- [Problem to solve]:
What is needed is an exact copy of all the data.

- [Information provided]:

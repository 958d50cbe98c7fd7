//! # Events Module
//!
//! Event-driven progress reporting for ranking and search.
//!
//! Ranking and search push events into a channel; a front end (the CLI
//! progress bar, a web handler streaming status) drains the other end.
//!
//! ```rust,ignore
//! let (sender, receiver) = EventChannel::new();
//!
//! let watcher = std::thread::spawn(move || {
//!     for event in receiver.iter() {
//!         if let Event::Rank(RankEvent::Progress(p)) = event {
//!             eprintln!("scored {}/{}", p.scored, p.total);
//!         }
//!     }
//! });
//!
//! let report = search.search_with_events(&store, Query::new(&photo), &ids, &sender);
//! drop(sender);
//! watcher.join().ok();
//! ```

mod channel;
mod types;

pub use channel::{null_sender, EventChannel, EventReceiver, EventSender};
pub use types::*;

- [Final answer]:
repository 958d50cbe98c7fd7
//! # Events Module
//!
//! Event-driven progress reporting for ranking and search.
//!
//! Ranking and search push events into a channel; a front end (the CLI
//! progress bar, a web handler streaming status) drains the other end.
//!
//! ```rust,ignore
//! let (sender, receiver) = EventChannel::new();
//!
//! let watcher = std::thread::spawn(move || {
//!     for event in receiver.iter() {
//!         if let Event::Rank(RankEvent::Progress(p)) = event {
//!             eprintln!("scored {}/{}", p.scored, p.total);
//!         }
//!     }
//! });
//!
//! let report = search.search_with_events(&store, Query::new(&photo), &ids, &sender);
//! drop(sender);
//! watcher.join().ok();
//! ```

mod channel;
mod types;

pub use channel::{null_sender, EventChannel, EventReceiver, EventSender};
pub use types::*;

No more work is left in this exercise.